New Delhi — Former career diplomat Rajiv Bhatia says India’s current term as BRICS chair is the most difficult and complex it has faced since the grouping began, describing the role as ‘wearing a crown of thorns.’
Bhatia, who served 37 years in the Indian Foreign Service with postings as ambassador to Myanmar and Mexico and as high commissioner to Kenya, South Africa and Lesotho, said the present chairship is shaped by unusually turbulent global tensions — above all the crisis in the Middle East that involves several BRICS members.
India assumed the BRICS rotating chair for the fourth time, after previous terms in 2012, 2016 and 2021. According to Bhatia, this fourth stint is likely the most testing because Iran, the UAE and Saudi Arabia — all BRICS participants — are directly entangled in the regional fallout. He warned the situation has moved to a ‘no war, no peace’ dynamic since late February, complicating consensus-building inside the bloc.
The timing of BRICS meetings adds to the challenge. Bhatia noted the group’s foreign ministers were scheduled to meet on the same day that the US and Chinese presidents were holding talks in Beijing. He said India must try to broker a constructive, holistic formula on the Middle East acceptable to all BRICS members while simultaneously pushing forward the bloc’s economic cooperation agenda — a difficult diplomatic balancing act.
On the US-China summit in Beijing, Bhatia urged patience and said observers should wait for the full outcomes. He noted reports that President Xi Jinping emphasized Taiwan, and suggested Beijing was pressing Washington at a moment when the US president may be in a relatively vulnerable political position.

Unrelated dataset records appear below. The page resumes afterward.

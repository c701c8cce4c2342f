//! Network communication layer.

pub mod client;
pub mod rpc;
pub mod server;

pub use client::{MasterTransferInitiator, PeerClient, TcpPeerClient};
pub use rpc::Message;
pub use server::{BalanceMessageHandler, MessageHandler, NetworkServer};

At the same time, he saw signs that both Washington and Beijing have a mutual interest in limited accommodation to better manage rivalry and competition.
State events in Beijing underscored the diplomatic intensity around the talks. A state banquet was held at the Great Hall of the People for US President Donald Trump and his delegation, celebrating the historic ties between the two countries. Trump described the discussions as ‘extremely positive,’ invited Xi and his wife to visit the White House in September, and called the summit ‘the biggest ever,’ pledging ‘a fantastic future together.’

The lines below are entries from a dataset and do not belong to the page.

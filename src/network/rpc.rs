//! RPC message types for the master balancing contract.

use crate::error::{self, NetworkError};
use crate::types::{MasterLeaseInfo, MdInfo, NodeId, RnId, StateInfo};
use serde::{Deserialize, Serialize};
use tokio::io::{AsyncRead, AsyncReadExt};

/// Network message wrapper for all balancing communication.
#[derive(Debug, Clone, Serialize, Deserialize)]
pub enum Message {
    /// Push of an RN role change.
    NoteState(StateInfo),

    /// Ask for the callee's density snapshot.
    GetMdInfo {
        /// Asking node.
        from: NodeId,
    },

    /// Ask the callee to reserve one of its replicas for a transfer.
    GetMasterLease(MasterLeaseInfo),

    /// Release a lease the requester holds on the callee.
    CancelMasterLease {
        /// Node that holds the lease.
        requesting_node: NodeId,
        /// RN the lease is on.
        rn_id: RnId,
    },

    /// Tell the callee a neighbor is overloaded.
    OverloadedNeighbor {
        /// The overloaded node.
        node_id: NodeId,
    },

    /// Acknowledgement of a fire-and-forget request.
    Ack,

    /// Response to `GetMdInfo`; `None` if the callee is not participating.
    MdInfo(Option<MdInfo>),

    /// Response to `GetMasterLease`.
    LeaseGranted(bool),

    /// Response to `CancelMasterLease`.
    LeaseCancelled(bool),

    /// The callee failed internally while serving the request.
    Error(String),
}

impl Message {
    /// Short name of the message kind for logging.
    pub fn kind(&self) -> &'static str {
        match self {
            Message::NoteState(_) => "note_state",
            Message::GetMdInfo { .. } => "get_md_info",
            Message::GetMasterLease(_) => "get_master_lease",
            Message::CancelMasterLease { .. } => "cancel_master_lease",
            Message::OverloadedNeighbor { .. } => "overloaded_neighbor",
            Message::Ack => "ack",
            Message::MdInfo(_) => "md_info",
            Message::LeaseGranted(_) => "lease_granted",
            Message::LeaseCancelled(_) => "lease_cancelled",
            Message::Error(_) => "error",
        }
    }

    /// Check if this message is a request.
    pub fn is_request(&self) -> bool {
        matches!(
            self,
            Message::NoteState(_)
                | Message::GetMdInfo { .. }
                | Message::GetMasterLease(_)
                | Message::CancelMasterLease { .. }
                | Message::OverloadedNeighbor { .. }
        )
    }
}

/// Encode a message to bytes.
pub fn encode_message(msg: &Message) -> Result<Vec<u8>, bincode::Error> {
    bincode::serialize(msg)
}

/// Decode a message from bytes.
pub fn decode_message(data: &[u8]) -> Result<Message, bincode::Error> {
    bincode::deserialize(data)
}

/// Frame a message with length prefix for TCP transmission.
pub fn frame_message(msg: &Message) -> Result<Vec<u8>, bincode::Error> {
    let data = encode_message(msg)?;
    let len = data.len() as u32;

    let mut framed = Vec::with_capacity(4 + data.len());
    framed.extend_from_slice(&len.to_be_bytes());
    framed.extend_from_slice(&data);

    Ok(framed)
}

/// Read one length-prefixed message.
///
/// Returns `None` if the peer closed the connection before a new frame.
pub async fn read_frame<R>(reader: &mut R, max_size: usize) -> error::Result<Option<Message>>
where
    R: AsyncRead + Unpin,
{
    // Read message length (4 bytes)
    let mut len_buf = [0u8; 4];
    match reader.read_exact(&mut len_buf).await {
        Ok(_) => {}
        Err(e) if e.kind() == std::io::ErrorKind::UnexpectedEof => return Ok(None),
        Err(e) => return Err(NetworkError::Io(e).into()),
    }

    let len = u32::from_be_bytes(len_buf) as usize;
    if len > max_size {
        return Err(NetworkError::ReceiveFailed(format!(
            "message too large: {} > {}",
            len, max_size
        ))
        .into());
    }

    let mut data = vec![0u8; len];
    reader
        .read_exact(&mut data)
        .await
        .map_err(NetworkError::Io)?;

    let msg = decode_message(&data)
        .map_err(|e| NetworkError::Deserialization(e.to_string()))?;
    Ok(Some(msg))
}

#[cfg(test)]
mod tests {
    use super::*;
    use crate::types::ReplicationRole;
    use std::time::Duration;

    #[test]
    fn test_lease_request_serialization() {
        let lease = MasterLeaseInfo::new(3, RnId::new(2, 1), 66, Duration::from_secs(300));
        let encoded = encode_message(&Message::GetMasterLease(lease)).unwrap();
        let decoded = decode_message(&encoded).unwrap();

        if let Message::GetMasterLease(decoded) = decoded {
            assert_eq!(decoded, lease);
        } else {
            panic!("Wrong message type");
        }
    }

    #[test]
    fn test_frame_message() {
        let msg = Message::NoteState(StateInfo::new(RnId::new(1, 2), ReplicationRole::Master, 9));

        let framed = frame_message(&msg).unwrap();

        // First 4 bytes should be length
        let len = u32::from_be_bytes([framed[0], framed[1], framed[2], framed[3]]) as usize;
        assert_eq!(len, framed.len() - 4);

        let decoded = decode_message(&framed[4..]).unwrap();
        if let Message::NoteState(info) = decoded {
            assert_eq!(info.rn_id, RnId::new(1, 2));
            assert_eq!(info.topo_seq, 9);
        } else {
            panic!("Wrong message type");
        }
    }

    #[tokio::test]
    async fn test_read_frame() {
        let framed = frame_message(&Message::LeaseCancelled(true)).unwrap();
        let mut reader = &framed[..];
        let msg = read_frame(&mut reader, 1024).await.unwrap();
        assert!(matches!(msg, Some(Message::LeaseCancelled(true))));

        // Clean EOF after the frame
        let next = read_frame(&mut reader, 1024).await.unwrap();
        assert!(next.is_none());
    }

    #[tokio::test]
    async fn test_read_frame_rejects_oversized() {
        let framed = frame_message(&Message::Error("x".repeat(200))).unwrap();
        let mut reader = &framed[..];
        assert!(read_frame(&mut reader, 64).await.is_err());
    }

    #[test]
    fn test_request_classification() {
        assert!(Message::GetMdInfo { from: 1 }.is_request());
        assert!(!Message::Ack.is_request());
        assert!(!Message::MdInfo(None).is_request());
        assert_eq!(Message::LeaseGranted(true).kind(), "lease_granted");
    }
}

According to the White House, the two leaders agreed to establish a new ‘Board of Trade’ to deepen economic engagement.
Bhatia’s remarks highlight the twin pressures on India’s BRICS chairship: managing geopolitics tied to the Middle East conflict while keeping the bloc focused on economic and development priorities. How New Delhi navigates that tightrope will shape its leadership legacy in the grouping.
(This report is based on a syndicated feed from ANI and is published as received.)